Iea, da marzo 'clima di incertezza senza precedenti' sul gas (2)
Iea, da marzo 'clima di incertezza senza precedenti' sul gas (2)
La crisi scatenata dalla guerra in Iran, secondo l'Agenzia internazionale per l'energia ha invertito la fase di ribilanciamento del mercato che si era registrata nel corso della stagione invernale 2025-2026. Una fase in cui "la forte crescita delle forniture di Gnl, sostenuta dalla nuova capacità di liquefazione, in particolare nel Nord America, aveva aiutato a contenere i prezzi". Tra ottobre e febbraio, si legge nel rapporto dell'Iea, il commercio globale di Gnl è cresciuto del 12% su base annua, mentre i prezzi di riferimento in Europa e in Asia sono scesi del 25%. A dispetto di ciò, gli eventi meteorologici come le tempeste di freddo in Nord America, Europa e Asia hanno causato forti picchi di crescita della domanda di gas, evidenziando "l'importanza della flessibilità delle forniture di gas per la sicurezza energetica". Una flessibilità "cruciale" anche per i paesi con quote crescenti di generazione da fonti rinnovabili dipendenti dalle condizioni meteorologiche.
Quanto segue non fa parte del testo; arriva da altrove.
//! Post-response bookkeeping
//!
//! The pipeline hands each finished exchange to a single worker over a
//! channel. The worker owns the access log, feeds the stats store and, when
//! configured to, saves the counters after every request. On shutdown the
//! worker drains whatever is still queued before the final save.

use crate::access_log::{AccessLogEntry, AccessLogger};
use crate::stats::{StatsStore, Visit};
use std::sync::Arc;
use std::time::Duration;
use tokio::sync::mpsc;
use tokio::task::JoinHandle;
use tracing::{debug, error, info, warn};

/// When the counters are written to disk
#[derive(Debug, Clone, Copy, PartialEq, Eq)]
pub enum SavePolicy {
    /// After every request
    EveryRequest,
    /// On a timer; a crash loses at most one interval of updates
    Interval(Duration),
}

impl SavePolicy {
    pub fn from_secs(secs: u64) -> Self {
        if secs == 0 {
            Self::EveryRequest
        } else {
            Self::Interval(Duration::from_secs(secs))
        }
    }
}

/// A finished exchange
#[derive(Debug, Clone)]
pub struct TrafficRecord {
    pub entry: AccessLogEntry,
    /// `ref` query parameter, empty when absent
    pub ref_param: String,
}

impl TrafficRecord {
    fn visit(&self) -> Visit {
        Visit {
            path: self.entry.path.clone(),
            referrer: self.entry.referrer.clone(),
            ref_param: self.ref_param.clone(),
            bytes: self.entry.bytes,
        }
    }
}

enum TrafficEvent {
    Record(Box<TrafficRecord>),
    Shutdown,
}

/// Cheap handle used by request tasks to report finished exchanges
#[derive(Clone)]
pub struct TrafficHandle {
    tx: mpsc::UnboundedSender<TrafficEvent>,
}

impl TrafficHandle {
    /// Queue a record. Never blocks.
    pub fn record(&self, record: TrafficRecord) {
        if self.tx.send(TrafficEvent::Record(Box::new(record))).is_err() {
            warn!("Traffic worker has stopped; dropping record");
        }
    }
}

/// The worker task and the means to stop it
pub struct TrafficWorker {
    tx: mpsc::UnboundedSender<TrafficEvent>,
    worker: JoinHandle<()>,
    saver: Option<JoinHandle<()>>,
}

impl TrafficWorker {
    /// Start the worker. `access_log` of `None` disables the access log.
    pub fn spawn(
        stats: Arc<StatsStore>,
        access_log: Option<AccessLogger>,
        policy: SavePolicy,
    ) -> Self {
        let (tx, rx) = mpsc::unbounded_channel();

        let worker_stats = stats.clone();
        let worker = tokio::task::spawn_blocking(move || {
            run_worker(rx, worker_stats, access_log, policy);
        });

        let saver = match policy {
            SavePolicy::EveryRequest => None,
            SavePolicy::Interval(period) => Some(tokio::spawn(periodic_save(stats, period))),
        };

        Self { tx, worker, saver }
    }

    pub fn handle(&self) -> TrafficHandle {
        TrafficHandle {
            tx: self.tx.clone(),
        }
    }

    /// Stop accepting records, process everything already queued, save.
    pub async fn shutdown(self) {
        if let Some(saver) = self.saver {
            saver.abort();
        }
        let _ = self.tx.send(TrafficEvent::Shutdown);
        drop(self.tx);
        if let Err(e) = self.worker.await {
            error!("Traffic worker failed: {}", e);
        }
    }
}

fn run_worker(
    mut rx: mpsc::UnboundedReceiver<TrafficEvent>,
    stats: Arc<StatsStore>,
    mut access_log: Option<AccessLogger>,
    policy: SavePolicy,
) {
    let mut process = |record: &TrafficRecord| {
        if let Some(log) = access_log.as_mut() {
            if let Err(e) = log.write(&record.entry) {
                warn!("Failed to write access log {}: {}", log.path().display(), e);
            }
        }
        stats.record_request(&record.visit());
        if policy == SavePolicy::EveryRequest {
            if let Err(e) = stats.save() {
                // counters stay correct in memory; the next save retries
                error!("Failed to save stats: {}", e);
            }
        }
    };

    while let Some(event) = rx.blocking_recv() {
        match event {
            TrafficEvent::Record(record) => process(&record),
            TrafficEvent::Shutdown => {
                rx.close();
                let mut drained = 0usize;
                while let Some(event) = rx.blocking_recv() {
                    if let TrafficEvent::Record(record) = event {
                        process(&record);
                        drained += 1;
                    }
                }
                debug!("Drained {} queued traffic records", drained);
                break;
            }
        }
    }

    match stats.save() {
        Ok(()) => info!("Saved stats to {}", stats.path().display()),
        Err(e) => error!("Failed to save stats on shutdown: {}", e),
    }
}

async fn periodic_save(stats: Arc<StatsStore>, period: Duration) {
    let mut ticker = tokio::time::interval(period);
    // the first tick completes immediately
    ticker.tick().await;
    loop {
        ticker.tick().await;
        let stats = stats.clone();
        match tokio::task::spawn_blocking(move || stats.save()).await {
            Ok(Ok(())) => debug!("Periodic stats save complete"),
            Ok(Err(e)) => error!("Failed to save stats: {}", e),
            Err(e) => error!("Stats save task failed: {}", e),
        }
    }
}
Le condizioni di mercato sono poi "cambiate bruscamente" in marzo, con la chiusura dello stretto di Hormuz a causa del conflitto tra Usa e Iran. Da allora la produzione di gas naturale liquefatto è calata dell'8% su base annua, con una "forte riduzione" nelle esportazioni dal Qatar e dagli Emirati, che è stata "riequilibrata solo parzialmente da quella di altre regioni". Con l'allargamento delle interruzioni della produzione alla filiera globale sono precipitate anche le forniture di Gnl, con un declino "più pronunciato in aprile".